The lotus leaf is known for its self-cleaning properties that are due to its high water repellence, also called superhydrophobicity (SH). This interesting property is due to the nanostructure of its surface, which is composed by a hierarchical structure of microepidermis covered in hairlike nanowaxes, that traps the air underneath it, reducing the surface of contact with the water droplets, and thus the wetting of the surface. Superhydrophobicity has important implications in drag reduction for fluid transport: recent studies have shown that, in channel flows, a superhydrophobic surface can reduce the drag of 50% in both laminar or turbulent regimes. However, nothing is still known about the effect of such surfaces on a flow in the transitional regime. This might be a very promising research topic since, in general, the transition from laminar to turbulent flow induces a strong increase in skin friction, along with a strong increase of the drag. Thus, in the transitional regime, the competition between the drag decrease due to the surface micro structure, and the drag increase due to transition to turbulence might provide surprising results. In particular, the following points need to be investigated in detail: i) how is drag reduction affected by the transition from a laminar to turbulent regime in this kind of flows? ii) are SH surfaces able to delay transition to turbulence? iii) is it possible to optimize the shape and location of the micro roughnesses on the surface in order to optimally delay transition?
Up to now, very few studies have been performed on transition to turbulence of a laminar flow over SH surfaces, focusing only on the very first phase of transition, namely, linear instability. For a channel flow, it has been proved by a local instability analysis that, when imposing a simple slip condition, the onset of two-dimensional Tollmien-Schlichting waves is considerably postponed, allowing the flow to stay laminar up to larger Reynolds numbers, and further decreasing the drag. However, shear flows very often experience subcritical transition to turbulence, due to the transient growth of non-modal disturbances, bypassing the asymptotic growth of Tollmien-Schlichting waves. How SH surfaces influence the growth of these disturbances, in both linear and non-linear conditions, and how drag reduction is affected remain completely open questions.

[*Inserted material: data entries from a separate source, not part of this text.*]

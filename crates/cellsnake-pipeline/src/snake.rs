//! Active-contour (snake) refinement of a rough boundary.
//!
//! The curve minimizes an internal energy that penalizes stretching
//! (`alpha`) and bending (`beta`) while an external force pulls every
//! vertex up the gradient of the [`EdgeField`]. Internal forces are
//! handled implicitly: the cyclic pentadiagonal system `A + gamma·I` is
//! inverted once, then each iteration is a matrix-vector product per
//! axis. The curve is closed, so every stencil wraps around.
//!
//! # Step control
//!
//! Raw updates are squashed through `tanh` and scaled by `max_px_move`,
//! so no vertex moves more than that distance per axis per iteration,
//! and every vertex is clamped into the field after each step.
//!
//! # Early stop
//!
//! Near an edge the explicit external force overshoots and the curve
//! settles into a small oscillation rather than a fixed point. Comparing
//! against a single previous iteration would never stop, so the last
//! [`CONVERGENCE_ORDER`] configurations are kept and the iteration stops
//! once the current curve is within `convergence` of any of them.

use nalgebra::{DMatrix, DVector};
use serde::{Deserialize, Serialize};

use crate::config::SnakeConfig;
use crate::edge::EdgeField;
use crate::types::{AnalysisError, Boundary, Dimensions, Point, RefinedCurve};

/// Number of previous configurations compared by the early-stop check.
pub const CONVERGENCE_ORDER: usize = 10;

/// How a refinement run ended.
#[derive(Debug, Clone, Copy, PartialEq, Eq, Serialize, Deserialize)]
pub struct RefineReport {
    /// Iterations actually performed.
    pub iterations: usize,
    /// `true` if the early-stop criterion ended the run before
    /// `max_iterations`.
    pub converged: bool,
}

/// Refine `boundary` against `field`.
///
/// `image` is the extent of the image the boundary was drawn on; the
/// field must cover exactly that extent.
///
/// # Errors
///
/// - [`AnalysisError::InsufficientPoints`] for fewer than 3 points.
/// - [`AnalysisError::ShapeMismatch`] when the field extent differs from
///   `image` or is empty.
/// - [`AnalysisError::InvalidConfig`] for unusable parameters.
pub fn refine(
    boundary: &Boundary,
    field: &EdgeField,
    image: Dimensions,
    config: &SnakeConfig,
) -> Result<RefinedCurve, AnalysisError> {
    refine_with_report(boundary, field, image, config).map(|(curve, _)| curve)
}

/// Like [`refine`], also reporting iteration count and convergence.
///
/// # Errors
///
/// Same as [`refine`].
pub fn refine_with_report(
    boundary: &Boundary,
    field: &EdgeField,
    image: Dimensions,
    config: &SnakeConfig,
) -> Result<(RefinedCurve, RefineReport), AnalysisError> {
    let n = boundary.len();
    if n < Boundary::MIN_POINTS {
        return Err(AnalysisError::InsufficientPoints { count: n });
    }
    let extent = field.dimensions();
    if extent != image || extent.is_empty() {
        return Err(AnalysisError::ShapeMismatch {
            expected: image,
            actual: extent,
        });
    }
    config.validate()?;

    let inverse = internal_energy_inverse(n, config)?;
    let (force_x, force_y) = field.gradient();
    let max_x = f64::from(extent.width - 1);
    let max_y = f64::from(extent.height - 1);

    let points = boundary.points();
    let mut x = DVector::from_iterator(n, points.iter().map(|p| p.x.clamp(0.0, max_x)));
    let mut y = DVector::from_iterator(n, points.iter().map(|p| p.y.clamp(0.0, max_y)));

    let mut history: Vec<(DVector<f64>, DVector<f64>)> = Vec::with_capacity(CONVERGENCE_ORDER);
    let mut report = RefineReport {
        iterations: 0,
        converged: false,
    };

    for i in 0..config.max_iterations {
        let (fx, fy): (Vec<f64>, Vec<f64>) = x
            .iter()
            .zip(y.iter())
            .map(|(&px, &py)| {
                let p = Point::new(px, py);
                (force_x.sample(p), force_y.sample(p))
            })
            .unzip();

        let target_x = &inverse * (&x * config.gamma + DVector::from_vec(fx));
        let target_y = &inverse * (&y * config.gamma + DVector::from_vec(fy));

        for k in 0..n {
            let dx = config.max_px_move * (target_x[k] - x[k]).tanh();
            let dy = config.max_px_move * (target_y[k] - y[k]).tanh();
            x[k] = (x[k] + dx).clamp(0.0, max_x);
            y[k] = (y[k] + dy).clamp(0.0, max_y);
        }
        report.iterations = i + 1;

        let Some(eps) = config.convergence else {
            continue;
        };
        let slot = i % (CONVERGENCE_ORDER + 1);
        if slot < CONVERGENCE_ORDER {
            if slot < history.len() {
                history[slot] = (x.clone(), y.clone());
            } else {
                history.push((x.clone(), y.clone()));
            }
        } else if closest_configuration(&history, &x, &y) < eps {
            report.converged = true;
            break;
        }
    }

    log::debug!(
        "snake refined {n} points in {} iteration(s){}",
        report.iterations,
        if report.converged { " (converged)" } else { "" },
    );

    let points = x
        .iter()
        .zip(y.iter())
        .map(|(&px, &py)| Point::new(px, py))
        .collect();
    Ok((RefinedCurve::new(points), report))
}

/// Inverse of `A + gamma·I`, where `A = -alpha·D2 + beta·D4` with cyclic
/// second- and fourth-difference stencils.
///
/// On short curves the wrapped stencil taps land on the same column and
/// their weights add up.
#[allow(clippy::cast_possible_wrap, clippy::cast_sign_loss)]
fn internal_energy_inverse(
    n: usize,
    config: &SnakeConfig,
) -> Result<DMatrix<f64>, AnalysisError> {
    let SnakeConfig {
        alpha, beta, gamma, ..
    } = *config;
    let stencil = [
        (-2_isize, beta),
        (-1, -alpha - 4.0 * beta),
        (0, 2.0f64.mul_add(alpha, 6.0 * beta) + gamma),
        (1, -alpha - 4.0 * beta),
        (2, beta),
    ];

    let len = n as isize;
    let mut matrix = DMatrix::<f64>::zeros(n, n);
    for row in 0..n {
        for &(offset, weight) in &stencil {
            let col = (row as isize + offset).rem_euclid(len) as usize;
            matrix[(row, col)] += weight;
        }
    }

    matrix.try_inverse().ok_or_else(|| {
        AnalysisError::InvalidConfig(format!(
            "snake system is singular for {n} points (alpha={alpha}, beta={beta}, gamma={gamma})"
        ))
    })
}

/// Smallest, over saved configurations, of the largest per-vertex
/// L1 displacement to the current one.
fn closest_configuration(
    history: &[(DVector<f64>, DVector<f64>)],
    x: &DVector<f64>,
    y: &DVector<f64>,
) -> f64 {
    history
        .iter()
        .map(|(hx, hy)| {
            (hx - x)
                .abs()
                .iter()
                .zip((hy - y).abs().iter())
                .map(|(ax, ay)| ax + ay)
                .fold(0.0, f64::max)
        })
        .fold(f64::INFINITY, f64::min)
}

#[cfg(test)]
#[allow(clippy::unwrap_used)]
mod tests {
    use super::*;
    use crate::geometry::{self, circle};
    use image::GrayImage;

    const SIZE: u32 = 80;
    const CENTER: Point = Point::new(40.0, 40.0);
    const CELL_RADIUS: f64 = 20.0;

    fn dims(width: u32, height: u32) -> Dimensions {
        Dimensions { width, height }
    }

    /// A bright round cell on a dark background.
    fn cell_field() -> EdgeField {
        let gray = GrayImage::from_fn(SIZE, SIZE, |x, y| {
            let p = Point::new(f64::from(x), f64::from(y));
            if p.distance(CENTER) <= CELL_RADIUS {
                image::Luma([230])
            } else {
                image::Luma([20])
            }
        });
        EdgeField::from_gray(&gray, 1.0)
    }

    fn mean_radius(points: &[Point]) -> f64 {
        let d: Vec<f64> = points.iter().map(|p| p.distance(CENTER)).collect();
        geometry::mean(&d).unwrap()
    }

    #[test]
    fn too_few_points_rejected() {
        let field = EdgeField::from_fn(10, 10, |_, _| 0.0);
        let boundary = Boundary::new(vec![Point::new(1.0, 1.0), Point::new(5.0, 5.0)]);
        let result = refine(&boundary, &field, dims(10, 10), &SnakeConfig::default());
        assert!(matches!(
            result,
            Err(AnalysisError::InsufficientPoints { count: 2 })
        ));
    }

    #[test]
    fn mismatched_field_rejected() {
        let field = EdgeField::from_fn(10, 10, |_, _| 0.0);
        let boundary = Boundary::new(circle(Point::new(5.0, 5.0), 3.0, 8));
        let result = refine(&boundary, &field, dims(20, 10), &SnakeConfig::default());
        assert!(
            matches!(
                result,
                Err(AnalysisError::ShapeMismatch { expected, actual })
                    if expected == dims(20, 10) && actual == dims(10, 10)
            ),
            "expected ShapeMismatch, got {result:?}",
        );
    }

    #[test]
    fn empty_field_rejected() {
        let field = EdgeField::from_fn(0, 0, |_, _| 0.0);
        let boundary = Boundary::new(circle(Point::new(5.0, 5.0), 3.0, 8));
        let result = refine(&boundary, &field, dims(0, 0), &SnakeConfig::default());
        assert!(matches!(result, Err(AnalysisError::ShapeMismatch { .. })));
    }

    #[test]
    fn invalid_config_rejected() {
        let field = EdgeField::from_fn(10, 10, |_, _| 0.0);
        let boundary = Boundary::new(circle(Point::new(5.0, 5.0), 3.0, 8));
        let config = SnakeConfig {
            gamma: -1.0,
            ..SnakeConfig::default()
        };
        let result = refine(&boundary, &field, dims(10, 10), &config);
        assert!(matches!(result, Err(AnalysisError::InvalidConfig(_))));
    }

    #[test]
    fn wrapped_stencil_sums_on_short_curves() {
        let config = SnakeConfig::default();
        let inverse = internal_energy_inverse(3, &config).unwrap();
        // Rebuild A + gamma·I for n = 3 by hand: every off-diagonal entry
        // collects one first and one second neighbour tap.
        let (a, b, g) = (config.alpha, config.beta, config.gamma);
        let diag = 2.0 * a + 6.0 * b + g;
        let off = -a - 4.0 * b + b;
        let m = DMatrix::from_fn(3, 3, |r, c| if r == c { diag } else { off });
        let identity = &m * &inverse;
        for r in 0..3 {
            for c in 0..3 {
                let expected = if r == c { 1.0 } else { 0.0 };
                assert!((identity[(r, c)] - expected).abs() < 1e-9);
            }
        }
    }

    #[test]
    fn output_keeps_point_count_and_stays_in_bounds() {
        let field = EdgeField::from_fn(30, 20, |x, _| f64::from(x));
        let boundary = Boundary::new(vec![
            Point::new(-10.0, -4.0),
            Point::new(45.0, 2.0),
            Point::new(40.0, 35.0),
            Point::new(5.0, 25.0),
            Point::new(12.0, 10.0),
        ]);
        let config = SnakeConfig {
            max_iterations: 50,
            ..SnakeConfig::default()
        };
        let curve = refine(&boundary, &field, dims(30, 20), &config).unwrap();
        assert_eq!(curve.len(), boundary.len());
        for p in curve.points() {
            assert!((0.0..=29.0).contains(&p.x), "x out of bounds: {p:?}");
            assert!((0.0..=19.0).contains(&p.y), "y out of bounds: {p:?}");
        }
    }

    #[test]
    fn flat_field_lets_internal_energy_shrink_the_curve() {
        let field = EdgeField::from_fn(SIZE, SIZE, |_, _| 0.0);
        let boundary = Boundary::new(circle(CENTER, 25.0, 32));
        let config = SnakeConfig {
            max_iterations: 5,
            convergence: None,
            ..SnakeConfig::default()
        };
        let (curve, report) =
            refine_with_report(&boundary, &field, dims(SIZE, SIZE), &config).unwrap();
        assert_eq!(report.iterations, 5);
        assert!(!report.converged);
        assert!(mean_radius(curve.points()) < 25.0);
    }

    #[test]
    fn rough_outline_snaps_to_cell_edge() {
        let field = cell_field();
        let boundary = Boundary::new(circle(CENTER, 26.0, 40));
        let (curve, report) =
            refine_with_report(&boundary, &field, dims(SIZE, SIZE), &SnakeConfig::default())
                .unwrap();

        assert_eq!(curve.len(), 40);
        assert!(report.converged, "expected early stop, ran {report:?}");
        assert!(report.iterations < SnakeConfig::DEFAULT_MAX_ITERATIONS);

        let r = mean_radius(curve.points());
        assert!(
            (r - CELL_RADIUS).abs() < 1.5,
            "expected curve near the cell edge (r={CELL_RADIUS}), got mean radius {r}",
        );
        let c = geometry::centroid(curve.points()).unwrap();
        assert!(c.distance(CENTER) < 1.0, "centroid drifted to {c:?}");

        let strength = |pts: &[Point]| {
            let s: Vec<f64> = pts.iter().map(|&p| field.sample(p)).collect();
            geometry::mean(&s).unwrap()
        };
        assert!(strength(curve.points()) > strength(boundary.points()));
    }

    #[test]
    fn disabled_early_stop_runs_every_iteration() {
        let field = cell_field();
        let boundary = Boundary::new(circle(CENTER, 22.0, 24));
        let config = SnakeConfig {
            max_iterations: 40,
            convergence: None,
            ..SnakeConfig::default()
        };
        let (_, report) =
            refine_with_report(&boundary, &field, dims(SIZE, SIZE), &config).unwrap();
        assert_eq!(
            report,
            RefineReport {
                iterations: 40,
                converged: false
            }
        );
    }
}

Preliminary studies performed using a simple slip condition have provided conflicting results: on the one hand, slip boundary conditions have a very weak influence on the linear maximum transient energy growth of perturbations at subcritical Reynolds numbers, but on the other hand they can induce a strong delay of subcritical transition to turbulence provided that the disturbance amplitude is sufficiently large. However, these works assumed a constant homogeneous flow, hypothesis which is not generally valid for a heterogeneous SH surface as the ones encountered in nature.
The present project aims at simulating fluid flows in channels with bio-inspired microstructured surfaces taking into account the complex alternance of air/water and solid/water interfaces, in order to unravel its transient instability and subcritical transition to turbulence. Linear and non-linear optimizations of initial perturbations, as well as Direct Numerical Simulations using the Immersed boundary technique will be used to clarify in detail how the drag reduction is affected by the transition from a laminar to turbulent regime, and wether these microstructured surfaces are able to delay transition to turbulence. The overall goal of the project is to optimize the shape and location of the surface microroughnesses to optimally delay transition and thus further reduce drag.

Project coordination

Stefania Cherubini (Ecole Nationale Supérieure d'Arts et Métiers - Laboratoire de Dynamique des Fluides)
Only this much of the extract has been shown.